So. This is why I am not a novelist: whenever I come up with an idea that I like, usually spend between seven and eight hundred words teasing it out into some form that, when you squint at it, kind of makes sense. And then, invariably, I read something by a novelist (or poet, or lyricist -- this one's pretty broad) in the ensuing days that says whatever I wanted to say 900 times more clearly. So, apropos of the benefits of textually constructed people (painting with a broad brush, Brionys) relative to personality constructed people (Cecelia, you, me, everyone we know), here is Proust, from Lydia Davis's translation of Swann's Way, on novelists:
"These were the events taking place in the book I was reading; it is true that the people affected by them were not 'real,' as Francoise said. But all the feelings we are made to experience by the joy or misfortune of a real person are produced in us only through the intermediary of an image of that joy or that misfortune; the ingeniousness of the first novelist consisted in understanding that in the apparatus of our emotions, the image being the only essential element, the simplification that would consist in purely and simply abolishing real people would be a decisive improvement...The novelist's happy discovery was to have the idea of replacing these [corporeal] parts, impenetrable to the soul, by an equal quantity of immaterial parts, that is to say, parts which our soul can assimilate." (Proust, 86-87)

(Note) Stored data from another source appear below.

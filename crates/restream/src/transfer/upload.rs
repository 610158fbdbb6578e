//! Streaming upload with sampled progress.

use std::sync::Arc;

use bytes::Bytes;
use tokio::io::AsyncReadExt;
use tokio_util::sync::CancellationToken;
use tracing::debug;

use super::{
    config::TransferConfig,
    events::TransferEvents,
    progress::{ProgressGate, ProgressRecord},
};
use crate::{
    error::{TransportError, TransportResult},
    handlers::{ProgressHandler, TransferHandler},
    queue::{EventQueue, event_queue},
};

const READ_CHUNK_SIZE: usize = 64 * 1024;

/// Progress-tracked file upload.
///
/// Streams a local file as the request body, sampling progress per read
/// through the same emission gate as downloads. Records are queued off the
/// I/O path and dispatched from a separate task.
pub struct UploadManager {
    config: Arc<TransferConfig>,
    events: TransferEvents,
}

impl UploadManager {
    /// Create a manager from a validated configuration.
    pub fn new(config: TransferConfig) -> TransportResult<Self> {
        config.validate().map_err(TransportError::config)?;
        Ok(Self {
            config: Arc::new(config),
            events: TransferEvents::default(),
        })
    }

    /// Set the inline callback fired when the transfer starts.
    #[must_use]
    pub fn on_started(mut self, callback: impl Fn() + Send + Sync + 'static) -> Self {
        self.events.on_started = Some(Arc::new(callback));
        self
    }

    /// Set the inline callback fired when the transfer completes.
    #[must_use]
    pub fn on_completed(mut self, callback: impl Fn() + Send + Sync + 'static) -> Self {
        self.events.on_completed = Some(Arc::new(callback));
        self
    }

    /// Set the inline callback fired when the transfer fails.
    #[must_use]
    pub fn on_failed(mut self, callback: impl Fn(&TransportError) + Send + Sync + 'static) -> Self {
        self.events.on_failed = Some(Arc::new(callback));
        self
    }

    /// Set the inline callback fired once per sampled progress record.
    #[must_use]
    pub fn on_progress(
        mut self,
        callback: impl Fn(&ProgressRecord) + Send + Sync + 'static,
    ) -> Self {
        self.events.on_progress = Some(Arc::new(callback));
        self
    }

    /// Attach a progress handler object.
    #[must_use]
    pub fn progress_handler(mut self, handler: Arc<dyn ProgressHandler>) -> Self {
        self.events.progress_handler = Some(handler);
        self
    }

    /// Attach a transfer lifecycle handler object.
    #[must_use]
    pub fn transfer_handler(mut self, handler: Arc<dyn TransferHandler>) -> Self {
        self.events.transfer_handler = Some(handler);
        self
    }

    /// Run the upload to completion or cancellation.
    pub async fn run(self, cancel: CancellationToken) -> TransportResult<()> {
        let (queue, mut reader) = event_queue::<ProgressRecord>();
        let queue = Arc::new(queue);

        let events = self.events.clone();
        let consumer = tokio::spawn(async move {
            while let Some(record) = reader.recv().await {
                events.dispatch_progress(&record);
            }
        });

        let result = self.push(&queue, &cancel).await;

        queue.complete();
        let _ = consumer.await;

        match &result {
            Ok(()) => self.events.fire_completed(),
            Err(error) if error.is_cancelled() => {}
            Err(error) => self.events.fire_failed(error),
        }
        result
    }

    /// Non-blocking variant of [`run`](Self::run).
    pub fn spawn(
        self,
        cancel: CancellationToken,
    ) -> tokio::task::JoinHandle<TransportResult<()>> {
        tokio::spawn(self.run(cancel))
    }

    async fn push(
        &self,
        queue: &Arc<EventQueue<ProgressRecord>>,
        cancel: &CancellationToken,
    ) -> TransportResult<()> {
        let file = tokio::fs::File::open(&self.config.path).await?;
        let total_size = i64::try_from(file.metadata().await?.len()).unwrap_or(-1);

        self.events.fire_started();

        let gate = ProgressGate::new(
            self.config.entity_name(),
            total_size,
            self.config.sample_interval,
        );

        // Progress is sampled inside the body stream, per read, so it
        // tracks what the HTTP client actually consumed.
        let body_queue = Arc::clone(queue);
        let body_stream = futures_util::stream::try_unfold(
            (file, gate, body_queue),
            |(mut file, mut gate, queue)| async move {
                let mut buf = vec![0u8; READ_CHUNK_SIZE];
                let n = file.read(&mut buf).await?;
                if n == 0 {
                    return Ok::<_, std::io::Error>(None);
                }
                buf.truncate(n);
                if let Some(record) = gate.record_chunk(n) {
                    queue.push(record);
                }
                Ok(Some((Bytes::from(buf), (file, gate, queue))))
            },
        );

        let client = reqwest::Client::builder()
            .connect_timeout(self.config.connect_timeout)
            .build()?;
        let method = self
            .config
            .method
            .clone()
            .unwrap_or(http::Method::POST);
        let request = client
            .request(method, &self.config.url)
            .headers(self.config.headers.clone())
            .body(reqwest::Body::wrap_stream(body_stream));

        let response = tokio::select! {
            biased;
            _ = cancel.cancelled() => return Err(TransportError::Cancelled),
            result = request.send() => result?,
        };

        let status = response.status();
        if !status.is_success() {
            let body = response.text().await.unwrap_or_default();
            return Err(TransportError::api(status, body));
        }

        debug!(path = %self.config.path.display(), "upload complete");
        Ok(())
    }
}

Fittingly, for Proust, that's way too long for a normal epigram. But, despite its strong claim ("equal quantity of immaterial parts"?), I think it distills the heart of what I was trying to talk about, about the end of Atonement. And since I just read it, it struck me, and now it's out here to strike you too. Happy Grendeling, and I hope to have something soon about the relationship to books had by either my mother's book club or my aunt Molly's solo adventures with the Diving Bell and the Butterfly within the week. Also, though Grendel's been announced, feel free to toss up any more comments on any part of Atonement.